En “Caminos del moriche” explora la ‘escritura vegetal’ en “La vorágine”. ¿En qué consiste esa escritura? ¿Y por qué es importante señalarla?
La novela, en este como en otros asuntos, tiene dos capas. Una es la de la versión literal de la idea (en efecto, en “La vorágine” las plantas escriben y ayudan a leer o escribir). Otras es la figurada, más vinculada con las analogías entre el mundo vegetal y la comunicación humana. Son visibles las conexiones entre los signos arañados por los seres humanos sobre distintas superficies y la acción de una planta sobre el espacio o sobre el mismo cuerpo humano. Esta imbricación es crucial y va más allá de que lo vegetal pueda entenderse en claves antropomorfas o de que lo vegetal sea un símbolo del pensamiento humano. Con Rivera, las plantas abandonan un poco su lugar decorativo y pasan al frente teniendo el papel de agentes problemáticos y sobre todo interrogadores.
Ha dicho que la novela es un esfuerzo por zafarse de la mirada antropocéntrica (de la selva, del mundo vegetal, de la naturaleza), ¿dónde y cómo se puede ver eso en la novela?

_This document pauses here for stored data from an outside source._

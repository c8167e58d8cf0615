/*
 *  Copyright (c) 2021 Works Applications Co., Ltd.
 *
 *  Licensed under the Apache License, Version 2.0 (the "License");
 *  you may not use this file except in compliance with the License.
 *  You may obtain a copy of the License at
 *
 *      http://www.apache.org/licenses/LICENSE-2.0
 *
 *   Unless required by applicable law or agreed to in writing, software
 *  distributed under the License is distributed on an "AS IS" BASIS,
 *  WITHOUT WARRANTIES OR CONDITIONS OF ANY KIND, either express or implied.
 *  See the License for the specific language governing permissions and
 *  limitations under the License.
 */

use crate::analysis::node::{LatticeNode, PathCost, RightId};
use crate::dic::word_id::WordId;

#[derive(Clone, Eq, PartialEq, Debug)]
pub struct NodeIdx {
    end: u16,
    index: u16,
}

impl NodeIdx {
    pub fn empty() -> NodeIdx {
        NodeIdx {
            end: u16::MAX,
            index: u16::MAX,
        }
    }

    pub fn new(end: u16, index: u16) -> NodeIdx {
        NodeIdx { end, index }
    }

    pub(crate) fn end(&self) -> u16 {
        self.end
    }
    pub(crate) fn index(&self) -> u16 {
        self.index
    }
    fn is_empty(&self) -> bool {
        self.index() == u16::MAX
    }
}

#[derive(Clone, Debug)]
pub struct Node {
    begin: u16,
    end: u16,
    left_id: u16,
    right_id: u16,
    cost: i16,
    word_id: WordId,
}

impl RightId for Node {
    #[inline(always)]
    fn right_id(&self) -> u16 {
        self.right_id
    }
}

impl LatticeNode for Node {
    fn begin(&self) -> usize {
        self.begin as usize
    }

    fn end(&self) -> usize {
        self.end as usize
    }

    fn cost(&self) -> i16 {
        self.cost
    }

    fn word_id(&self) -> WordId {
        self.word_id
    }

    fn left_id(&self) -> u16 {
        self.left_id
    }
}

#[cfg(test)]
mod test {
    use crate::analysis::inner::Node;
    use claim::*;

    #[test]
    fn lesser_than_32b() {
        assert_le!(core::mem::size_of::<Node>(), 32);
    }
}
use std::fmt;
use std::io;
use std::path::{Path, PathBuf};
use std::time::Duration;

use serde::{Deserialize, Serialize};
use thiserror::Error;

use crate::controller::DEFAULT_STEP;
use crate::hotkey::{HotkeyCombo, HotkeyError};

#[derive(Error, Debug)]
pub enum ConfigError {
    #[error("failed to read config from {path}: {source}")]
    Read { path: PathBuf, source: io::Error },
    #[error("failed to write config to {path}: {source}")]
    Write { path: PathBuf, source: io::Error },
    #[error("failed to parse config from {path}: {source}")]
    Parse {
        path: PathBuf,
        source: toml_edit::de::Error,
    },
    #[error("failed to serialize config: {source}")]
    Serialize { source: toml_edit::ser::Error },
    #[error("failed to create config directory {path}: {source}")]
    CreateDir { path: PathBuf, source: io::Error },
    #[error("invalid hotkey for {action}: {source}")]
    Hotkey {
        action: HotkeyAction,
        source: HotkeyError,
    },
}

/// Something a hotkey can trigger.
#[derive(Debug, Clone, Copy, PartialEq, Eq)]
pub enum HotkeyAction {
    VolumeUp,
    VolumeDown,
    ToggleMute,
    Quit,
}

impl HotkeyAction {
    pub const ALL: [HotkeyAction; 4] = [
        HotkeyAction::VolumeUp,
        HotkeyAction::VolumeDown,
        HotkeyAction::ToggleMute,
        HotkeyAction::Quit,
    ];

    /// The config key for this action.
    #[must_use]
    pub fn config_key(self) -> &'static str {
        match self {
            HotkeyAction::VolumeUp => "volume_up",
            HotkeyAction::VolumeDown => "volume_down",
            HotkeyAction::ToggleMute => "toggle_mute",
            HotkeyAction::Quit => "quit",
        }
    }
}

impl fmt::Display for HotkeyAction {
    fn fmt(&self, f: &mut fmt::Formatter<'_>) -> fmt::Result {
        f.write_str(self.config_key())
    }
}

/// Key bindings. Each entry is a list of keys held together.
#[derive(Debug, Clone, PartialEq, Eq, Serialize, Deserialize)]
pub struct HotkeyConfig {
    #[serde(default = "default_volume_up")]
    pub volume_up: Vec<String>,
    #[serde(default = "default_volume_down")]
    pub volume_down: Vec<String>,
    #[serde(default = "default_toggle_mute")]
    pub toggle_mute: Vec<String>,
    #[serde(default = "default_quit")]
    pub quit: Vec<String>,
}

fn keys(tokens: &[&str]) -> Vec<String> {
    tokens.iter().map(|t| (*t).to_string()).collect()
}
fn default_volume_up() -> Vec<String> {
    keys(&["alt_gr", "page_up"])
}
fn default_volume_down() -> Vec<String> {
    keys(&["alt_gr", "page_down"])
}
fn default_toggle_mute() -> Vec<String> {
    keys(&["alt_gr", "shift"])
}
fn default_quit() -> Vec<String> {
    keys(&["ctrl", "cmd", "esc"])
}

impl Default for HotkeyConfig {
    fn default() -> Self {
        HotkeyConfig {
            volume_up: default_volume_up(),
            volume_down: default_volume_down(),
            toggle_mute: default_toggle_mute(),
            quit: default_quit(),
        }
    }
}

impl HotkeyConfig {
    /// Keys bound to `action`.
    #[must_use]
    pub fn keys(&self, action: HotkeyAction) -> &[String] {
        match action {
            HotkeyAction::VolumeUp => &self.volume_up,
            HotkeyAction::VolumeDown => &self.volume_down,
            HotkeyAction::ToggleMute => &self.toggle_mute,
            HotkeyAction::Quit => &self.quit,
        }
    }

    /// Parse every binding, reporting the first invalid one.
    pub fn combos(&self) -> Result<Vec<(HotkeyAction, HotkeyCombo)>, ConfigError> {
        HotkeyAction::ALL
            .iter()
            .map(|&action| {
                HotkeyCombo::parse(self.keys(action))
                    .map(|combo| (action, combo))
                    .map_err(|source| ConfigError::Hotkey { action, source })
            })
            .collect()
    }
}

/// Volume stepping parameters.
#[derive(Debug, Clone, PartialEq, Serialize, Deserialize)]
pub struct VolumeConfig {
    /// Fraction of full scale per volume up/down press.
    #[serde(default = "default_step")]
    pub step: f64,
}

fn default_step() -> f64 {
    DEFAULT_STEP
}

impl Default for VolumeConfig {
    fn default() -> Self {
        VolumeConfig {
            step: default_step(),
        }
    }
}

/// Indicator behaviour.
#[derive(Debug, Clone, PartialEq, Eq, Serialize, Deserialize)]
pub struct PopupConfig {
    /// How long the indicator stays up after the last change.
    #[serde(default = "default_display_ms")]
    pub display_ms: u64,
}

fn default_display_ms() -> u64 {
    2000
}

impl Default for PopupConfig {
    fn default() -> Self {
        PopupConfig {
            display_ms: default_display_ms(),
        }
    }
}

impl PopupConfig {
    #[must_use]
    pub fn display_duration(&self) -> Duration {
        Duration::from_millis(self.display_ms)
    }
}

/// Top-level configuration.
///
/// Forward-compatible: unknown fields are silently ignored (no `deny_unknown_fields`).
#[derive(Debug, Clone, Default, PartialEq, Serialize, Deserialize)]
pub struct Config {
    #[serde(default)]
    pub hotkeys: HotkeyConfig,
    #[serde(default)]
    pub volume: VolumeConfig,
    #[serde(default)]
    pub popup: PopupConfig,
}

impl Config {
    /// Load config from a TOML file. Returns default config if file doesn't exist.
    pub fn load(path: &Path) -> Result<Self, ConfigError> {
        match std::fs::read_to_string(path) {
            Ok(contents) => {
                toml_edit::de::from_str(&contents).map_err(|source| ConfigError::Parse {
                    path: path.to_owned(),
                    source,
                })
            }
            Err(e) if e.kind() == io::ErrorKind::NotFound => Ok(Config::default()),
            Err(source) => Err(ConfigError::Read {
                path: path.to_owned(),
                source,
            }),
        }
    }

    /// Serialize this config to a TOML string with one `[section]` per group.
    pub fn to_toml(&self) -> Result<String, ConfigError> {
        let mut doc = toml_edit::ser::to_document(self)
            .map_err(|source| ConfigError::Serialize { source })?;
        expand_top_level_tables(&mut doc);
        Ok(doc.to_string())
    }

    /// Returns the default config directory path.
    #[must_use]
    pub fn default_dir() -> Option<PathBuf> {
        Some(dirs::config_dir()?.join("focusvol"))
    }

    /// Returns the default config file path.
    #[must_use]
    pub fn default_path() -> Option<PathBuf> {
        Some(Self::default_dir()?.join("config.toml"))
    }
}

fn create_parent(path: &Path) -> Result<(), ConfigError> {
    if let Some(parent) = path.parent() {
        std::fs::create_dir_all(parent).map_err(|source| ConfigError::CreateDir {
            path: parent.to_owned(),
            source,
        })?;
    }
    Ok(())
}

/// Convert top-level `InlineTable` values into proper `Table` entries so they
/// render as `[section]` headers instead of `section = { ... }` one-liners.
fn expand_top_level_tables(doc: &mut toml_edit::DocumentMut) {
    use toml_edit::{Item, Value};

    let keys: Vec<String> = doc.iter().map(|(k, _)| k.to_owned()).collect();
    for key in keys {
        let Some(item) = doc.get_mut(&key) else {
            continue;
        };
        if let Item::Value(Value::InlineTable(inline)) = item {
            let table = inline.clone().into_table();
            *item = Item::Table(table);
        }
    }
}

const HEADER: &str = "\
# focusvol configuration
# Restart the daemon after editing.
#
# Key names: ctrl, alt, alt_gr, shift, cmd, page_up, page_down, home, end,
# delete, space, enter, esc, tab, backspace, up, down, left, right, f1-f12,
# or any single printable character. Run `focusvol keys` for the full list.

";

const EXAMPLE: &str = "\n\
# Example: bigger steps and a shorter indicator
# [volume]
# step = 0.05
#
# [popup]
# display_ms = 1000
";

/// Generate the default config file content for new users.
///
/// The body comes from the same serialization path as `Config::to_toml()`, so
/// documented defaults can never drift from the code.
pub fn default_config_content() -> Result<String, ConfigError> {
    let body = Config::default().to_toml()?;
    Ok(format!("{HEADER}{body}{EXAMPLE}"))
}

/// Write the default config with comments to the given path if it doesn't exist.
/// Creates parent directories as needed. Returns true if the file was created.
pub fn bootstrap_config(path: &Path) -> Result<bool, ConfigError> {
    if path.exists() {
        return Ok(false);
    }

    create_parent(path)?;

    std::fs::write(path, default_config_content()?).map_err(|source| ConfigError::Write {
        path: path.to_owned(),
        source,
    })?;

    Ok(true)
}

Hay una manera muy sencilla de aproximarse a este tema, sirviéndose de una edición electrónica. La palabra “humano-a”, que aparece alrededor de veintiséis veces, en su mayoría tiene connotaciones negativas, pues mediante ella se hace referencia a un límite, a una insuficiencia o hay claras alusiones a la inhumanidad o a la destrucción de las alteridades. En este contexto, estamos de todas formas frente a una paradoja, pues la ficción depende de claves humanas, aristotélicas, lo que limita sus posibilidades a la representación de la acción humana. Pero esta es precisamente una de las propiedades magníficas de la ficción: estirar sus propios límites y ofrecernos opciones nuevas. Probablemente, el futuro de la ficción dependa de su capacidad para adoptar perspectivas no humanas, como lo han hecho el ensayo y la lírica, mucho más avanzadas en ese camino de aceptación de otras formas de sensibilidad y comprensión.